Some members scramble to specify that they pledged undergrad so they get more respect. Yet, the same members who mock people for pledging graduate chapters and being “paper” members are the same ones who brag about famous honorary members who didn’t “pledge.” Would a member who pledged “so hard” undergrad call her 50 year-old pastor who just joined a graduate chapter “paper?” And as discretion is supposed to be one of the hallmarks of “pledging,” what is a member doing discussing someone else’s process anyway?

One criticism of Sands will likely be that Black Greek Letter organization rituals are being unfairly criticized by people who do not understand the original purpose of “pledging.” This may be true. One of the problems with large organizations, especially national and international groups, is that it is difficult to manage individual membership and rituals. Leadership passes these processes down to members they hope they can trust and to whom they trust has the requisite understanding of the organization’s mission and purpose. But the best intentions . . . Feelings get involved: Sometimes credible prospective members are passed over due to petty jealousies; sometimes people become intent on inflicting the same pain that was inflicted on them without regard to the organization’s mission and the lesson that is supposed to be learned; sometimes neophytes want to shed their newness by pledging a line–any line–and allow unworthy individuals to join by haphazardly pledging them without regard to their ability to uphold the ideals of the organization; and sometimes processes are changed out of fear–to appease those who may repeat something about the process they do not understand and cause a misunderstanding that leads to suspension.
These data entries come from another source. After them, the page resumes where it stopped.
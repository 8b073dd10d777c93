//! AND combinators - every rule must pass
//!
//! [`And`] joins two rules of possibly different types; [`ChainAll`] runs a
//! list of rules of one type (use [`BoxedRule`](crate::foundation::BoxedRule)
//! to mix types). Both stop at the first failure and return it unchanged.
//!
//! # Examples
//!
//! ```
//! use rulekit::prelude::*;
//!
//! let rule = chain_all(vec![min(3), min(5), min(7)]);
//! assert!(rule.validate(&9).is_ok());
//! assert_eq!(rule.validate(&6).unwrap_err().message, "6 is less than the minimum of 7");
//! ```

use crate::foundation::{Validate, ValidationError};

/// Combines two rules with logical AND.
///
/// The right rule is never evaluated when the left one fails.
///
/// # Type Parameters
///
/// * `L` - The left (first) rule type
/// * `R` - The right (second) rule type
#[derive(Debug, Clone, Copy, PartialEq, Eq, Hash)]
pub struct And<L, R> {
    pub(crate) left: L,
    pub(crate) right: R,
}

impl<L, R> And<L, R> {
    /// Creates a new `And` combinator.
    pub fn new(left: L, right: R) -> Self {
        Self { left, right }
    }

    /// Returns a reference to the left rule.
    pub fn left(&self) -> &L {
        &self.left
    }

    /// Returns a reference to the right rule.
    pub fn right(&self) -> &R {
        &self.right
    }

    /// Extracts the left and right rules.
    pub fn into_parts(self) -> (L, R) {
        (self.left, self.right)
    }
}

impl<L, R> Validate for And<L, R>
where
    L: Validate,
    R: Validate<Input = L::Input>,
{
    type Input = L::Input;

    fn validate(&self, input: &Self::Input) -> Result<(), ValidationError> {
        self.left.validate(input)?;
        self.right.validate(input)
    }
}

/// Creates an `And` combinator from two rules.
pub fn and<L, R>(left: L, right: R) -> And<L, R>
where
    L: Validate,
    R: Validate<Input = L::Input>,
{
    And::new(left, right)
}

// ============================================================================
// CHAIN ALL
// ============================================================================

/// Runs a list of rules in order; all must pass.
///
/// Short-circuits: once a rule fails, later rules are not invoked and that
/// failure is returned verbatim. An empty list always passes.
#[derive(Debug, Clone, PartialEq, Eq)]
pub struct ChainAll<V> {
    rules: Vec<V>,
}

impl<V> ChainAll<V> {
    /// Creates a chain from rules in evaluation order.
    pub fn new(rules: impl IntoIterator<Item = V>) -> Self {
        Self {
            rules: rules.into_iter().collect(),
        }
    }

    /// Returns the rules in evaluation order.
    pub fn rules(&self) -> &[V] {
        &self.rules
    }

    /// Returns the number of rules.
    pub fn len(&self) -> usize {
        self.rules.len()
    }

    /// Returns true if the chain holds no rules.
    pub fn is_empty(&self) -> bool {
        self.rules.is_empty()
    }
}

impl<V> Validate for ChainAll<V>
where
    V: Validate,
{
    type Input = V::Input;

    fn validate(&self, input: &Self::Input) -> Result<(), ValidationError> {
        for rule in &self.rules {
            rule.validate(input)?;
        }
        Ok(())
    }
}

/// Creates a [`ChainAll`] from rules in evaluation order.
pub fn chain_all<V>(rules: impl IntoIterator<Item = V>) -> ChainAll<V>
where
    V: Validate,
{
    ChainAll::new(rules)
}

#[cfg(test)]
mod tests {
    use super::*;
    use crate::foundation::ValidateExt;
    use std::cell::Cell;

    struct AtLeast(i32);

    impl Validate for AtLeast {
        type Input = i32;
        fn validate(&self, input: &i32) -> Result<(), ValidationError> {
            if *input >= self.0 {
                Ok(())
            } else {
                Err(ValidationError::below_min(self.0, *input))
            }
        }
    }

    struct Counting<'a> {
        calls: &'a Cell<usize>,
        pass: bool,
    }

    impl Validate for Counting<'_> {
        type Input = i32;
        fn validate(&self, _input: &i32) -> Result<(), ValidationError> {
            self.calls.set(self.calls.get() + 1);
            if self.pass {
                Ok(())
            } else {
                Err(ValidationError::new("counting", "configured to fail"))
            }
        }
    }

    #[test]
    fn test_and_both_pass() {
        let rule = And::new(AtLeast(1), AtLeast(2));
        assert!(rule.validate(&5).is_ok());
    }

    #[test]
    fn test_and_returns_left_failure_verbatim() {
        let calls = Cell::new(0);
        let rule = AtLeast(10).and(Counting {
            calls: &calls,
            pass: true,
        });

        let err = rule.validate(&3).unwrap_err();
        assert_eq!(err, ValidationError::below_min(10, 3));
        assert_eq!(calls.get(), 0);
    }

    #[test]
    fn test_and_right_fails() {
        let rule = and(AtLeast(1), AtLeast(10));
        assert_eq!(rule.validate(&5).unwrap_err().code, "min");
    }

    #[test]
    fn test_chain_all_stops_at_first_failure() {
        let calls = Cell::new(0);
        let rules = vec![
            Counting {
                calls: &calls,
                pass: true,
            },
            Counting {
                calls: &calls,
                pass: false,
            },
            Counting {
                calls: &calls,
                pass: true,
            },
        ];
        let chain = chain_all(rules);

        assert_eq!(chain.validate(&0).unwrap_err().code, "counting");
        assert_eq!(calls.get(), 2);
    }

    #[test]
    fn test_chain_all_empty_passes() {
        let chain = chain_all(Vec::<AtLeast>::new());
        assert!(chain.is_empty());
        assert!(chain.validate(&i32::MIN).is_ok());
    }
}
Blacks have long had a legacy problem: We tend to start out good, but have a hard time maintaining our success over generations. The state of Black Greek Letter organizations is an example of that.

By some accounts, the Black Greek Letter pledge process was initially designed to parallel a rite of passage. Yet, many leave their processes unchanged and useless to the communities they pledged to assist.

The controversy about Sands stems from Blacks not liking inconvenient truths, and wanting to maintain a facade about Black elite organizations. Folks like to do their dirt in private and put on a facade of unity.  Anyone who betrays this faux unity–who dares to tell the truth, like Gerard McMurray does with Sands, is branded a traitor. (Yet, it’s okay for Blacks to expose the misdeeds of others, which is why movements like Black Lives Matter is not taken seriously. But I digress.)

Hopefully, Burning Sands will spark critical analysis and conversations about Black elitism, the need for leadership amongst Blacks, dysfunctional habits that need to be abandoned, and our inability to maintain generational success.